Harken back to your Economics 101 class and you may recall the concepts of built capital and financial capital as major pieces of the basic economic equation for producing goods and services. Others may be familiar with human capital and even the concept of social capital (one of my favorites especially when looking at the connection between social capital and walkability – but that may be another blog post!). All of these types of capital are key to thriving communities across the Globe. In this post, I’d like to discuss one type of capital that isn’t always considered but arguably provides many of the benefits we enjoy in New Hampshire’s vibrant villages—that is Natural Capital.
A quick definition of natural capital is: the assets, such as ecosystems, that humans rely upon for many of our needs, including clean water, food, and carbon capture. These assets provide a flow of goods and services for all of us called ecosystem services.
Many of us in the field of ecological economics study how we use and value our natural capital. Ecological economics is still developing, but it has already shown its potential for helping us think about solutions to some of the most pressing problems facing society. Have you ever come in from a wonderful day at the ocean or the lake or in the mountains and said, “wow, I really benefitted from New Hampshire’s natural capital today?” If you haven’t, don’t worry, you are not alone. Natural capital is often hidden or taken for granted in the background, and because there haven’t been many ways to value it and incorporate it into decision making, it hasn’t always been considered in our decision making.

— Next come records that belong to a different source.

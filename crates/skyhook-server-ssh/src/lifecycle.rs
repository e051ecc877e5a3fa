//! Session shutdown coordination
//!
//! Exactly-once teardown across every per-session collaborator: the
//! forwarder's accept loop and pumps (via cancellation), the interactive
//! channel, the SSH connection itself, the registry entry and, for TCP
//! tunnels, the claimed public port.

use std::sync::atomic::{AtomicBool, Ordering};
use std::sync::Arc;

use russh::Disconnect;
use skyhook_router::{PortRegistry, Session, SessionRegistry, TunnelKind, UnknownPort};
use thiserror::Error;
use tokio_util::sync::CancellationToken;
use tracing::{debug, warn};

use crate::console::Console;

#[derive(Debug, Error)]
pub enum CloseError {
    #[error("port release failed: {0}")]
    Port(#[from] UnknownPort),

    #[error("disconnect failed: {0}")]
    Ssh(#[from] russh::Error),
}

/// Owns the shutdown path for one session.
pub struct Lifecycle {
    session: Arc<Session>,
    registry: Arc<SessionRegistry>,
    ports: Arc<PortRegistry>,
    console: Arc<Console>,
    cancel: CancellationToken,
    closed: AtomicBool,
}

impl Lifecycle {
    pub fn new(
        session: Arc<Session>,
        registry: Arc<SessionRegistry>,
        ports: Arc<PortRegistry>,
        console: Arc<Console>,
    ) -> Arc<Self> {
        Arc::new(Self {
            session,
            registry,
            ports,
            console,
            cancel: CancellationToken::new(),
            closed: AtomicBool::new(false),
        })
    }

    pub fn session(&self) -> &Arc<Session> {
        &self.session
    }

    /// Token cancelled on close; the forwarder and every in-flight channel
    /// open and pump watch it.
    pub fn cancel_token(&self) -> CancellationToken {
        self.cancel.clone()
    }

    pub fn is_closed(&self) -> bool {
        self.closed.load(Ordering::Acquire)
    }

    /// Tear the session down. The first call runs every step and returns
    /// the failures worth reporting; later calls are no-ops returning an
    /// empty set. Closed-connection errors are swallowed.
    pub async fn close(&self) -> Vec<CloseError> {
        if self.closed.swap(true, Ordering::AcqRel) {
            return Vec::new();
        }

        debug!(user = self.session.user(), "closing session");
        let mut issues = Vec::new();

        // stops the accept loop, pending channel opens, and the pumps
        self.cancel.cancel();

        self.console.stop().await;

        if let Some(key) = self.session.registry_key() {
            self.registry.remove(&key);
            if self.session.kind() == TunnelKind::Tcp {
                if let Err(err) = self.ports.set_status(self.session.forwarded_port(), false) {
                    issues.push(CloseError::Port(err));
                }
            }
        }

        if let Some(handle) = self.session.handle() {
            if let Err(err) = handle
                .disconnect(
                    Disconnect::ByApplication,
                    "tunnel closed".to_string(),
                    String::new(),
                )
                .await
            {
                match err {
                    russh::Error::SendError | russh::Error::Disconnect => {}
                    other => issues.push(CloseError::Ssh(other)),
                }
            }
        }

        for issue in &issues {
            warn!("session close issue: {}", issue);
        }
        issues
    }

    /// Fire-and-forget close, for callers inside SSH callbacks where
    /// awaiting the connection's own event loop would deadlock.
    pub fn close_in_background(self: &Arc<Self>) {
        let this = Arc::clone(self);
        tokio::spawn(async move {
            this.close().await;
        });
    }
}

We are fortunate to be awash in natural capital here in New Hampshire, and it is arguably part of the New Hampshire advantage. Some of us are studying how we use natural capital in the region and how we can better incorporate it into our environmental decision making. My research group at Plymouth State University’s Center for the Environment has been looking at this very question in partnership with colleagues at UNH and Dartmouth with support from the National Science Foundation through New Hampshire’s Experimental Program to Stimulate Competitive Research (NH EPSCoR). One new study we just published looked at the value of conservation land in removing pollutants, such as Nitrogen, before it reaches the impaired Great Bay Estuary. Yes, you read that correctly, our natural capital (that is forests and watersheds) can help remove some pollutants as part of natural ecosystem functions and may help us save some money compared to building up engineered methods for purifying water and other services.
Flood mitigation is another benefit from natural capital we might have in our communities. You may have heard of the valuable things wetlands can do for humans: holding back floodwater is one of those. For instance, a 1-acre wetland, 1-foot-deep can hold approximately 330,000 gallons of water (see Purdue Extension) and is often more cost effective than building a large flood control dam. This is not to mention the habitat and water purification services wetlands also provide as well as the copious recreational benefits our natural landscapes can provide, something we would call co-benefits and have tried to understand in another, recent paper.
All of these services contribute to the vibrancy of our villages, so the next time you are thinking about a planning decision in one of our wonderful villages, I suggest taking a second to ask about the natural capital implications. You’ll probably be happy you did – because not only will you save money but there likely will be many co-benefits for you and your fellow citizens to enjoy. Let me know how it goes!